Whenever the equipment bug bites you, take control of yourself and your wallet and take the time to consider if you actually need it, or simply want the latest whiz-bang item. A good method to refocus your interest is stop being emotional about you want and become objective. Study the equipment’s specifications, compare them to competitive products and ask others what they think or have experienced with that equipment. The PhotographyTalk Forum is the perfect place to do just that. Think also about the additional costs that you may incur if you buy more equipment: a larger camera bag, additional insurance, another item that may need to repaired, etc.
No doubt, photography is serious business for the professional, and even the hobbyist who is eager to produce higher quality images. That seriousness must be in balance with a feeling of enjoyment, even if the results are less than satisfactory. Do you find yourself spending your entire vacation with your eyes glued to the LCD screen on the back of your camera? As a professional, do you think you must carry every piece of equipment you own with you on assignment? Once you recognize these signs, you have likely made the photography process a burden and not an opportunity to enjoy the world around you and the people in it.

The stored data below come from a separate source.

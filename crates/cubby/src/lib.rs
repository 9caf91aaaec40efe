//! # cubby
//!
//! In-memory, time-windowed variable store with lazy clipping, metadata
//! preservation and derived variables.
//!
//! This crate is the supported public entry point and provides a small, stable surface.
//!
//! ## Example
//!
//! ```rust
//! use cubby::prelude::*;
//!
//! let mut store = Store::default();
//! store
//!     .ingest(
//!         "fgm",
//!         LoadedBatch::new(vec![0, 1, 2, 3]).with_f64("bx", vec![10.0, 20.0, 30.0, 40.0]),
//!         None,
//!     )
//!     .unwrap();
//!
//! let tracker = store.tracker().clone();
//! let mut request = tracker.begin_request();
//! request.set_window(TimeWindow::closed(1, 2).unwrap());
//!
//! let bx = store.lookup("fgm", "bx").unwrap();
//! assert_eq!(bx.time_for_window(&tracker).instants(), &[1, 2]);
//! ```

/// Convenience prelude with the stable, supported surface.
pub mod prelude;

/// Coverage namespace (wrapper-only).
pub mod coverage {
    pub use cubby_core::coverage::{Bucket, Coverage};
}

pub use cubby_core::bucket::{ParseTimeBucketError, TimeBucket};
pub use cubby_core::config::StoreConfig;
pub use cubby_core::derived::{DerivedOp, DerivedVariable};
pub use cubby_core::error::{CubbyError, CubbyResult};
pub use cubby_core::field::{FieldKind, IncomingField};
pub use cubby_core::handle::{ClippedView, VariableHandle};
pub use cubby_core::instance::{IngestReport, OwningInstance};
pub use cubby_core::plot_config::{AxisScale, MarkerStyle, PlotConfig, PlotKind};
pub use cubby_core::preserve::{LostAttribute, RestoreReport};
pub use cubby_core::producer::{LoadedBatch, Producer};
pub use cubby_core::store::{GapReport, LoadReport, Store, VariableKey};
pub use cubby_core::time::{Instant, TimeWindow};
pub use cubby_core::time_axis::TimeAxis;
pub use cubby_core::window::{RequestScope, WindowTracker};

King Midas obsessively hoarded his wealth, unwilling to share it or even allow others to know he had it. Photography will be much more fun when you readjust your mindset and consider the photos you shoot as “community property.” Your images belong to the world, not to you. Social media makes it very easy to share your photos with not just your friends, but people living on the other side of the world. More importantly, you can’t be afraid to have your photos critiqued or receive compliments. One of the best learning opportunities for photographers of every skill level and stripe is to ask more experienced photographers to comment on their results. True professionals don’t hoard advice and guidance, either, and are eager to help beginners and hobbyists have fun with their photography, as they learn.
Nothing will suck the fun from photography more than relinquishing control of your creative freedom to others, or to current fads and trends. Part of being a professional, of course, is giving one’s clients what they want, and expect. The solution for the professional is to shoot both the “requirements” of the client and alternative images based on the pro’s vision. Clients will often find the professional’s approach better than what they are dictating. For non-professionals, it’s important to develop a unique vision that reveals their true level of creativity than simply shooting what appears to be popular.
Canon and Nikon, specifically, as well as other brands have purposely created separate cultures for themselves, and then convinced photographers through marketing that they must choose one or the other, and remain loyal. Some manufacturers do a better job with one type of camera, lens or other equipment, while others excel at alternatives. The fun comes from knowing how to use and achieve your best results from any camera instead of thinking that the brand of camera is responsible for your creativity.